*Problem requirements*:
Nothing outside the range below should be printed. Output exactly the lines from the line with "fn client() ->" to the line with "assert_eq!(a.agent_id(), b.agent_id());", both included.

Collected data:
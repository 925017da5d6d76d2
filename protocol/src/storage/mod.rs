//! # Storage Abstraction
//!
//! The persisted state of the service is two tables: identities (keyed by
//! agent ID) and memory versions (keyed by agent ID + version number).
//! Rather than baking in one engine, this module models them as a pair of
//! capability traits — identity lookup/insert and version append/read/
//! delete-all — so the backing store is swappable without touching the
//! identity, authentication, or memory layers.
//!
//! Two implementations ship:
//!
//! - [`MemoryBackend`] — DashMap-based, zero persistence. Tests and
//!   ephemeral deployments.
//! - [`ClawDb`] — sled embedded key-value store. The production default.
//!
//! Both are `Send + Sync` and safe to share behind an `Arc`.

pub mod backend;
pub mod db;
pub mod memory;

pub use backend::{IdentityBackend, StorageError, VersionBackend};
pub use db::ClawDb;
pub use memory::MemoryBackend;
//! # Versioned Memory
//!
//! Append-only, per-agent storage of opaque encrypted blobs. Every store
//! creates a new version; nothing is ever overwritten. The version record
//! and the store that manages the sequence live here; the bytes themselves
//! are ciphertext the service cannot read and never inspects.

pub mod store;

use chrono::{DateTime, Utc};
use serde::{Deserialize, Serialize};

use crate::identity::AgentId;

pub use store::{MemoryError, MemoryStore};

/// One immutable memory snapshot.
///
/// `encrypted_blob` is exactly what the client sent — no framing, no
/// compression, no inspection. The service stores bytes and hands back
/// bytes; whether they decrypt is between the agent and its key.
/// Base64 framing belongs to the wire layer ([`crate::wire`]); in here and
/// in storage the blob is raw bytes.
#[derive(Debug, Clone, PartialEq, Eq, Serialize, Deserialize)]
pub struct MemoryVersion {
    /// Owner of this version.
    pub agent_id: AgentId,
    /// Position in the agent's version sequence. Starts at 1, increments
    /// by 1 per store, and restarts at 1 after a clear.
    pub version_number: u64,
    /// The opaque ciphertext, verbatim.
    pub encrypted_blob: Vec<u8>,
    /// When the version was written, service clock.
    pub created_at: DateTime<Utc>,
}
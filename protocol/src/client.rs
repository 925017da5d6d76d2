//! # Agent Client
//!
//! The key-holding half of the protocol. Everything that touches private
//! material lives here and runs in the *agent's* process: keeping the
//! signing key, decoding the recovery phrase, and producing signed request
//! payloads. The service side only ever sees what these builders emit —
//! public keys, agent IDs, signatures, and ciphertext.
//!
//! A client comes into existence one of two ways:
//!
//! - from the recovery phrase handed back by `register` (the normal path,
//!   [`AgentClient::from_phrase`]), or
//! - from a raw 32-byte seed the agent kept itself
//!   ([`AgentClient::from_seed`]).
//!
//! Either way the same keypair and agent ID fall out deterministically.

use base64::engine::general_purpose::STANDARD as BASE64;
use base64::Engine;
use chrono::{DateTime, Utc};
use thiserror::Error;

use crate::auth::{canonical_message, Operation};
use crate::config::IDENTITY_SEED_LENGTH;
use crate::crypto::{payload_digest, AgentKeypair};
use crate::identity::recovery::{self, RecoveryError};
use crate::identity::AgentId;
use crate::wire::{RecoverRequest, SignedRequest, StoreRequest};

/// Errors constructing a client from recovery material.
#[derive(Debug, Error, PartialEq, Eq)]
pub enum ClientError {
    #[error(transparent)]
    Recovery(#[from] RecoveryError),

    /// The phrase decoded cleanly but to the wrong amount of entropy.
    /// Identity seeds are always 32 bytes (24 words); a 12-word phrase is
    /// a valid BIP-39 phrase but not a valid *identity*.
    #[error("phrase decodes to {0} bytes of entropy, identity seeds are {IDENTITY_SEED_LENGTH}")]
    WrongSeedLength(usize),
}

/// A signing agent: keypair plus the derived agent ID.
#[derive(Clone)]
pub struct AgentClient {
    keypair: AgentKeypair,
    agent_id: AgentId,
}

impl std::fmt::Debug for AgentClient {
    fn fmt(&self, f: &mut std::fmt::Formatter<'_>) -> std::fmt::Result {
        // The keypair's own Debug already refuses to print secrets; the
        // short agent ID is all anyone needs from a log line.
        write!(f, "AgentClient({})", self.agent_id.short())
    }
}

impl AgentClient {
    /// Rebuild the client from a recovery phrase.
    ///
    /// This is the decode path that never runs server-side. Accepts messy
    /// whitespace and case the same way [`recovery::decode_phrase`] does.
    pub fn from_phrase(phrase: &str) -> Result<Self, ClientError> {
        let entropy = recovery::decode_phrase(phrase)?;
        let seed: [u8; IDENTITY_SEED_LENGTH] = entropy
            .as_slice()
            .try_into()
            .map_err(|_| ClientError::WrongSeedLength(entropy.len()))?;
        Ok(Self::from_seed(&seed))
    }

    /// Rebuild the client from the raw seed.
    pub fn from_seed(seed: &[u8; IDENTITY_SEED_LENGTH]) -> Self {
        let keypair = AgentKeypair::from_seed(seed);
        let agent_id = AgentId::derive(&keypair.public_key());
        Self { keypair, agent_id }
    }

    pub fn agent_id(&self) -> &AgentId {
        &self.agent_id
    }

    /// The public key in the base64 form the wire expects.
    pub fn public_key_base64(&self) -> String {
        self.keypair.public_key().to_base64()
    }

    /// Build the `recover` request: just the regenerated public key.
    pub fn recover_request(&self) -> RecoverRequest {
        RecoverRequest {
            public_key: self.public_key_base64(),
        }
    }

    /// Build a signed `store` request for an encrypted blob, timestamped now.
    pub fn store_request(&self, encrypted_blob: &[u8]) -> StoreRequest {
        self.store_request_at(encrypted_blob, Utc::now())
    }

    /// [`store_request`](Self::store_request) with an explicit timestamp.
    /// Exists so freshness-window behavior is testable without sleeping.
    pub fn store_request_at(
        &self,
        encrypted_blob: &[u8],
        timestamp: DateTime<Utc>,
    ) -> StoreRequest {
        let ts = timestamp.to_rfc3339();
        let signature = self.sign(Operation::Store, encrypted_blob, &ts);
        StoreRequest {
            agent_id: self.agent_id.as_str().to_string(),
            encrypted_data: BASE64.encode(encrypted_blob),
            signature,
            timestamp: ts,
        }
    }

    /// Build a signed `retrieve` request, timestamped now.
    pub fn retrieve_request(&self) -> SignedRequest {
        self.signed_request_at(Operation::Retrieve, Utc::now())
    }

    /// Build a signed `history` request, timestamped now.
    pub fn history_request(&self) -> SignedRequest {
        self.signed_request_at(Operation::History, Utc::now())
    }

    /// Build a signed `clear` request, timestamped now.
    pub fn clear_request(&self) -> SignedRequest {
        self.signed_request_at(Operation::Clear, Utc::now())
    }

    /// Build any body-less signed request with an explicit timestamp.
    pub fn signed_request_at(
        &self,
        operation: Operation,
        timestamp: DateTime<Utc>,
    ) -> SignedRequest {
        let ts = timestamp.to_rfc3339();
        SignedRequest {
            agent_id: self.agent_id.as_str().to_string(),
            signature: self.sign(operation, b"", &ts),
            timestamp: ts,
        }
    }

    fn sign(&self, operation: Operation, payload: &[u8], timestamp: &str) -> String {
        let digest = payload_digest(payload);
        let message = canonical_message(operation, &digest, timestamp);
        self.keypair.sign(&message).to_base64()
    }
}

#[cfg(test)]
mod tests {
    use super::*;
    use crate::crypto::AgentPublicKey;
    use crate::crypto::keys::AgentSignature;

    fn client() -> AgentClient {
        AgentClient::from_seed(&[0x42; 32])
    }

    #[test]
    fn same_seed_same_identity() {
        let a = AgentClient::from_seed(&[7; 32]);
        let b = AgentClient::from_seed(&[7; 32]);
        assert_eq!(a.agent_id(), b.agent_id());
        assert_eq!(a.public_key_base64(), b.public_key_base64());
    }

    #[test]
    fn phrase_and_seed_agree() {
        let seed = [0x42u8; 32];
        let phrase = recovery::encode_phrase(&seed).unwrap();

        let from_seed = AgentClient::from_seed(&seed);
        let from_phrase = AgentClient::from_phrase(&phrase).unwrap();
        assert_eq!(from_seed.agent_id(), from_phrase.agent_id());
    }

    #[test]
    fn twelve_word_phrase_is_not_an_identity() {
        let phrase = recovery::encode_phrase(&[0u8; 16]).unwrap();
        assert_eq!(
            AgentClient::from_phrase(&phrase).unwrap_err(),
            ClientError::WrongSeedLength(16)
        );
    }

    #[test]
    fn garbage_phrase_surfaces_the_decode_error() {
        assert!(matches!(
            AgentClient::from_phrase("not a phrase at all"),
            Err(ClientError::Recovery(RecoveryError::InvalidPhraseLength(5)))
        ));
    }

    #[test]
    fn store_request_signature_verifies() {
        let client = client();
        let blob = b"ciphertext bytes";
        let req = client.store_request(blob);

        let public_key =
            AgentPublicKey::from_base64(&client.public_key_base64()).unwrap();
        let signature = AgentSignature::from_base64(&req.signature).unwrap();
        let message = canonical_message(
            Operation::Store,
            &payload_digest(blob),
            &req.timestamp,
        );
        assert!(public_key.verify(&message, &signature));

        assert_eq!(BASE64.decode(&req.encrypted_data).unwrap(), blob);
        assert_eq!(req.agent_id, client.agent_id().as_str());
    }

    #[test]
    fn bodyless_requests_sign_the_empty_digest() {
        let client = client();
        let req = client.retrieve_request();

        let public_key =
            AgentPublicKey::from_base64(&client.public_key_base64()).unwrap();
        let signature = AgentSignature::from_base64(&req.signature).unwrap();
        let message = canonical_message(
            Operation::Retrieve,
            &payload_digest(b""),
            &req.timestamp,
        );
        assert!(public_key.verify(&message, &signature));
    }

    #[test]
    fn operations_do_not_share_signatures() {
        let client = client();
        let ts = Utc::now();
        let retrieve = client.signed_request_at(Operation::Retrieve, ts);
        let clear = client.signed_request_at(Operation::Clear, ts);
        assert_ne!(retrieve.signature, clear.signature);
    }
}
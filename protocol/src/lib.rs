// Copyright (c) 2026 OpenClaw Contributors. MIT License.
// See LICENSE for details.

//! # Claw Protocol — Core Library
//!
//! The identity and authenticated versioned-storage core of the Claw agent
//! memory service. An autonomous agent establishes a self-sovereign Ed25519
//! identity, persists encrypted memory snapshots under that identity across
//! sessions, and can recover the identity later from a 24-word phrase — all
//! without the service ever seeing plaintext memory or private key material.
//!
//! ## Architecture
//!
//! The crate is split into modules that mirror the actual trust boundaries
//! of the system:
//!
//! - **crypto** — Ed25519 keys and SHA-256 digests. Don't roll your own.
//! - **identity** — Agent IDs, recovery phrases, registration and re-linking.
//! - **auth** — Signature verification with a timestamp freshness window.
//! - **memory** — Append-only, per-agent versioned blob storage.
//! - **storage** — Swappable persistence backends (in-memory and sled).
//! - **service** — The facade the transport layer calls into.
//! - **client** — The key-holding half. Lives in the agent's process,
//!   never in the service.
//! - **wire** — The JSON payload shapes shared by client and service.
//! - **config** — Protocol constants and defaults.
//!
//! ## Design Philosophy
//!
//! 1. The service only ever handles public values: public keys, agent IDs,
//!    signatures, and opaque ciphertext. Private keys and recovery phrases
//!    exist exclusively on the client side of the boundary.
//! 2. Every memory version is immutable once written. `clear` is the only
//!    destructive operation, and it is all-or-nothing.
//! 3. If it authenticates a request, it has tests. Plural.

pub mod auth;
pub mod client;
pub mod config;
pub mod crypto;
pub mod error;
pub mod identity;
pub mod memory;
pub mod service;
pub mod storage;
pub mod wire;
* * *
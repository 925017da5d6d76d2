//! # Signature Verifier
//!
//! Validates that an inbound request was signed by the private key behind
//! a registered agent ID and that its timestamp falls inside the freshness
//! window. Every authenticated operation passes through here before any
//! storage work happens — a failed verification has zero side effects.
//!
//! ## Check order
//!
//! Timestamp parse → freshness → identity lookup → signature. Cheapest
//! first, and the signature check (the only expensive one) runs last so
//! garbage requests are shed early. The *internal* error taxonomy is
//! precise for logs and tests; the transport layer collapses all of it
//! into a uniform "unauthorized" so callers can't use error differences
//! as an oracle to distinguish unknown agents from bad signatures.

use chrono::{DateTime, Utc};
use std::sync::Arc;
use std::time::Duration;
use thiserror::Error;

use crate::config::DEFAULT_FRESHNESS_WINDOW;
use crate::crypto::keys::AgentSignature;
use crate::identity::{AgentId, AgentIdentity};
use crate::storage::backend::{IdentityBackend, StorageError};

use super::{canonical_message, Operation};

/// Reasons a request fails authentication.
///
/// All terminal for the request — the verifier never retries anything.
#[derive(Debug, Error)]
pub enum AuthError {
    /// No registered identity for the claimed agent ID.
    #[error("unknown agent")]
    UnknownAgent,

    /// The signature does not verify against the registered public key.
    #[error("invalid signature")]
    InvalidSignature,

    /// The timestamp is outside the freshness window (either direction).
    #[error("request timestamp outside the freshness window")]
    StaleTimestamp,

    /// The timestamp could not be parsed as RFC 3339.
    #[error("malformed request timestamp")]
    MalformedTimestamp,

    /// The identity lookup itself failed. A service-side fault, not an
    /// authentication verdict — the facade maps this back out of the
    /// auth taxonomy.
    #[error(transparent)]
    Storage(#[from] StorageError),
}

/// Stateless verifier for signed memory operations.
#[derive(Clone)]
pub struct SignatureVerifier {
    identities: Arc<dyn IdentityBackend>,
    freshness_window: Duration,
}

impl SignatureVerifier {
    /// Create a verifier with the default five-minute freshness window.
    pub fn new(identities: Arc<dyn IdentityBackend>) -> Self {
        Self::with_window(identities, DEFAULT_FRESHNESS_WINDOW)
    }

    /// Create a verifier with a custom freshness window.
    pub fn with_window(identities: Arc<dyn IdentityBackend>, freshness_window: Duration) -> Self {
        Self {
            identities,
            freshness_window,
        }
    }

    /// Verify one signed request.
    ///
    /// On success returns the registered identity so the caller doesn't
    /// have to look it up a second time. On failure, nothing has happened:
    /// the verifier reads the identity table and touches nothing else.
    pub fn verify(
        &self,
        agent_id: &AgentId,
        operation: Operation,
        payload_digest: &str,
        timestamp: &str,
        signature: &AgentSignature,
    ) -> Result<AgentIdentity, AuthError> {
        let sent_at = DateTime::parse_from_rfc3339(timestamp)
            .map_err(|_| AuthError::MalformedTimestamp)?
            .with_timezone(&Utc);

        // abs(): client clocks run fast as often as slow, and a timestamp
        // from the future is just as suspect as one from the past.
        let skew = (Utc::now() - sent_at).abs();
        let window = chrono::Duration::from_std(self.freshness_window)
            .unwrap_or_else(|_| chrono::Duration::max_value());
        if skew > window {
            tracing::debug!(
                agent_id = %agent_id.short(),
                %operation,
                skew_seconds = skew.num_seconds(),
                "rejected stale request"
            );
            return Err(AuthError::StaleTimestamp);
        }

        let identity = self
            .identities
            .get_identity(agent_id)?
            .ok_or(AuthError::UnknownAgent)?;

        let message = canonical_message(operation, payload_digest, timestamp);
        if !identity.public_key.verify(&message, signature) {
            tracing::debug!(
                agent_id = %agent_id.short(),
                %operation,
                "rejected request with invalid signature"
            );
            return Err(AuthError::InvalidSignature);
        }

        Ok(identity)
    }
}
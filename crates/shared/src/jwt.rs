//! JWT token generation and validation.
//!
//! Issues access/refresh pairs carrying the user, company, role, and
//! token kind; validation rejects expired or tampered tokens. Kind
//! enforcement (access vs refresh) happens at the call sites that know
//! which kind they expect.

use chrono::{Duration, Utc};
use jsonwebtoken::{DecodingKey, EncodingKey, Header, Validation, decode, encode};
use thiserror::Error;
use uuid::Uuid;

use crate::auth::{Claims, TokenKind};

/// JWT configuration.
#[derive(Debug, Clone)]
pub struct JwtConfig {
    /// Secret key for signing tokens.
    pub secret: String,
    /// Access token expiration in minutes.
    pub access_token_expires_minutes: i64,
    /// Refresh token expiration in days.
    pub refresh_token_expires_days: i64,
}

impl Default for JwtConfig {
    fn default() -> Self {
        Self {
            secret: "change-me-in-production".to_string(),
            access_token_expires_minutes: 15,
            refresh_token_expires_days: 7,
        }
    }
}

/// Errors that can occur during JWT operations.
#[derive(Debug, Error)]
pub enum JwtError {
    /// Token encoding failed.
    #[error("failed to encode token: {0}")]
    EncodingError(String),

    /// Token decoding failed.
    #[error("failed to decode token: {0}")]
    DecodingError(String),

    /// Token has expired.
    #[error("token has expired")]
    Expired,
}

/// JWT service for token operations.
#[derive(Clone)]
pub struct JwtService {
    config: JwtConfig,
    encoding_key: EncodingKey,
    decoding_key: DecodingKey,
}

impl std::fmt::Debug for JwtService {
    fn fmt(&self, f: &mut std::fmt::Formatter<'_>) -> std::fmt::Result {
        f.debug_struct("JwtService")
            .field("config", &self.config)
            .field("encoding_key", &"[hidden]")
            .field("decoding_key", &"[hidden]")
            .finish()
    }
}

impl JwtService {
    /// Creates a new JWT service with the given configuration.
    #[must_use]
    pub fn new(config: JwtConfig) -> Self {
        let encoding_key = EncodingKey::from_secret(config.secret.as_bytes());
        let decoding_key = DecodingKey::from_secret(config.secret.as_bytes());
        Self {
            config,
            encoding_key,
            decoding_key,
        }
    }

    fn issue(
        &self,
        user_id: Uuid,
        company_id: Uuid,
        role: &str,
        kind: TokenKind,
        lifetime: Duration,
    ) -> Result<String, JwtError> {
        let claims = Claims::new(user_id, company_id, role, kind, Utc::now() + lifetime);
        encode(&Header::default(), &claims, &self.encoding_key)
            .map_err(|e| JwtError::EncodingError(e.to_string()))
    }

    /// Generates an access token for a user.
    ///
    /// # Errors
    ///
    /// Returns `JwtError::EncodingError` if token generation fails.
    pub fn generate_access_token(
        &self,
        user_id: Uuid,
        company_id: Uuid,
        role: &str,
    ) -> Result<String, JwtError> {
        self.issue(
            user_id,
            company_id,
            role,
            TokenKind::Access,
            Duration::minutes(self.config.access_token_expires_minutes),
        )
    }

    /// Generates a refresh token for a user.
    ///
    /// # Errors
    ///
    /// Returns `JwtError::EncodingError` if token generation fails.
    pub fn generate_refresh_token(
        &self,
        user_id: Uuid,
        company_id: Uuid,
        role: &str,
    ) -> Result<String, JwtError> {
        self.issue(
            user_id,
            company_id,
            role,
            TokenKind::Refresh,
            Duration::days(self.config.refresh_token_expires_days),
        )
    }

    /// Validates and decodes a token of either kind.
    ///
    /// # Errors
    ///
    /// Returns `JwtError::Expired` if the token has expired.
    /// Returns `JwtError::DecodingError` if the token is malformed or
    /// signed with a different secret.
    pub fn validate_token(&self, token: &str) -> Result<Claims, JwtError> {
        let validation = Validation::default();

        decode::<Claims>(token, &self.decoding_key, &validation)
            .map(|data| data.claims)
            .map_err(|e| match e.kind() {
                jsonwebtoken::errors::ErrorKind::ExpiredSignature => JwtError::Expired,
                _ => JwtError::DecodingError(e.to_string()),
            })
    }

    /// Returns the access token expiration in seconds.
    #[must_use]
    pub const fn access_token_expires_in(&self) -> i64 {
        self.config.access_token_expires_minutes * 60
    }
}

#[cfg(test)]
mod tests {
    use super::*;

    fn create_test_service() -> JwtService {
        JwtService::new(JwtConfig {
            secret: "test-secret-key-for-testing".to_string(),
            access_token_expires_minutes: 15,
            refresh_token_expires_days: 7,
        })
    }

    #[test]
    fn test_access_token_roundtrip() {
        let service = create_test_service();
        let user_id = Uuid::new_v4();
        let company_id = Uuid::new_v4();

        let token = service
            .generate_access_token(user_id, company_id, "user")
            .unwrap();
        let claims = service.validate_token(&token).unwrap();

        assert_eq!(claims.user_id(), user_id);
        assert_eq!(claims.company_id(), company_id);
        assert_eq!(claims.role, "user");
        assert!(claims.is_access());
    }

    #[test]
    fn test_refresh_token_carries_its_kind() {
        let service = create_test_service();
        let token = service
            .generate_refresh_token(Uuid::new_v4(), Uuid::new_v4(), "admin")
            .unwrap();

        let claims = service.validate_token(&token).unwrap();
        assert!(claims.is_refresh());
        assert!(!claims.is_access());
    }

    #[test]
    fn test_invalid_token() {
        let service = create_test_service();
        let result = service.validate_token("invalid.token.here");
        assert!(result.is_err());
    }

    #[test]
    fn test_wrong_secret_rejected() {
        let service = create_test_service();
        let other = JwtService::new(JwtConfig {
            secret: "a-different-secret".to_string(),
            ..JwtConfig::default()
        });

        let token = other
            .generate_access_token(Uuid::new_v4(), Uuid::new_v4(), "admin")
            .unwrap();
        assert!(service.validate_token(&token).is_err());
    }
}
...
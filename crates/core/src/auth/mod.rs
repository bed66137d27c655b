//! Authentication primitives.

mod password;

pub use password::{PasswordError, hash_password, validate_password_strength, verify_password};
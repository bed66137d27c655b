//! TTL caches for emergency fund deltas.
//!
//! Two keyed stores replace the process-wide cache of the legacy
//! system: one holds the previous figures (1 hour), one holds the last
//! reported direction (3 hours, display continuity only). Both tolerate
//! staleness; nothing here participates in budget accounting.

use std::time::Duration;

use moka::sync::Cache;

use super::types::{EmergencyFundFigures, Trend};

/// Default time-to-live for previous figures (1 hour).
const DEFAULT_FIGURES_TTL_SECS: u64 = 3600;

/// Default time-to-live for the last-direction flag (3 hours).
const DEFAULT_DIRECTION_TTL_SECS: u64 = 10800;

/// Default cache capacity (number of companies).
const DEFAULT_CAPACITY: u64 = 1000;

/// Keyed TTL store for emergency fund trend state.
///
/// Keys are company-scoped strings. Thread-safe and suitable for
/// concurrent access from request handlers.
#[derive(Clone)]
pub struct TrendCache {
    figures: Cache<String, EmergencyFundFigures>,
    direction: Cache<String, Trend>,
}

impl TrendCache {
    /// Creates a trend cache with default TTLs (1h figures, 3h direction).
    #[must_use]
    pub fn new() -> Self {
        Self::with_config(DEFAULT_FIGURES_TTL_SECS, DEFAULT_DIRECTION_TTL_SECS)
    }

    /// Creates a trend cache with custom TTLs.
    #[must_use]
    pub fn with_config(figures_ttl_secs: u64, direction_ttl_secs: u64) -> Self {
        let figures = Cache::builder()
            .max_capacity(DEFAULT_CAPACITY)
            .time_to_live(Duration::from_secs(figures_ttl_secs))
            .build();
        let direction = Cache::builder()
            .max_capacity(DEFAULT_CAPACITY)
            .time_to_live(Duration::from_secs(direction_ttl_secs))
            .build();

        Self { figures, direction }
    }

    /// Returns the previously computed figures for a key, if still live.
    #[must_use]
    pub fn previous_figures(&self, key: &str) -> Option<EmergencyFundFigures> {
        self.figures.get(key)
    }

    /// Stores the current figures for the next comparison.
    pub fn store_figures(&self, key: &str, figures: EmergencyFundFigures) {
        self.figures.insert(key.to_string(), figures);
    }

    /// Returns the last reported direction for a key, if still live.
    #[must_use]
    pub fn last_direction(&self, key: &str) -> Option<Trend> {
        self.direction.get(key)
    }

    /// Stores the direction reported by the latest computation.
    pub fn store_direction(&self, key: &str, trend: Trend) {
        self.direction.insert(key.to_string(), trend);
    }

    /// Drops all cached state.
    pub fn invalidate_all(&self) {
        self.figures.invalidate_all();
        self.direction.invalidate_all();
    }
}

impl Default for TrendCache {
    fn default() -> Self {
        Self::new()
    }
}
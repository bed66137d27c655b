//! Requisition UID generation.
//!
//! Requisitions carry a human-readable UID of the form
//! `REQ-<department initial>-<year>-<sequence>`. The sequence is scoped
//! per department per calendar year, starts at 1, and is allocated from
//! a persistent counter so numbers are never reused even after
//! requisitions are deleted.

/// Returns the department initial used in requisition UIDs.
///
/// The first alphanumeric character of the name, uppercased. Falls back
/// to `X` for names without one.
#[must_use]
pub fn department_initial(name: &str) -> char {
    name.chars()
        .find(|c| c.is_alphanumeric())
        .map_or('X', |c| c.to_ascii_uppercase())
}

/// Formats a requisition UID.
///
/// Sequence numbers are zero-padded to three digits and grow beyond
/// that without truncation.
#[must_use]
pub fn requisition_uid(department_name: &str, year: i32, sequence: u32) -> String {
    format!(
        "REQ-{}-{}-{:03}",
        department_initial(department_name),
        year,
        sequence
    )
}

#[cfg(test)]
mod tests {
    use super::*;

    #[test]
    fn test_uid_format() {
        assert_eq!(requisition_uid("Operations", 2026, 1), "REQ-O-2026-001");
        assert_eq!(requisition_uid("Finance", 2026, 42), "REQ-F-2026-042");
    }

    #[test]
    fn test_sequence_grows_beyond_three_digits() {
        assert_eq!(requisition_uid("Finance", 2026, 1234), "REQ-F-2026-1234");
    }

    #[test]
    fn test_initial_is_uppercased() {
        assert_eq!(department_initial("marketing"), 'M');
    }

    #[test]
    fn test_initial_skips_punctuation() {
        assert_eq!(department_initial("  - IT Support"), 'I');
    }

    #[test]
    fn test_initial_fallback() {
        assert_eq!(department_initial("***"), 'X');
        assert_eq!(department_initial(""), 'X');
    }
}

*Exercise answer*:
    fn client() -> AgentClient {
        AgentClient::from_seed(&[0x42; 32])
    }

    #[test]
    fn same_seed_same_identity() {
        let a = AgentClient::from_seed(&[7; 32]);
        let b = AgentClient::from_seed(&[7; 32]);
        assert_eq!(a.agent_id(), b.agent_id());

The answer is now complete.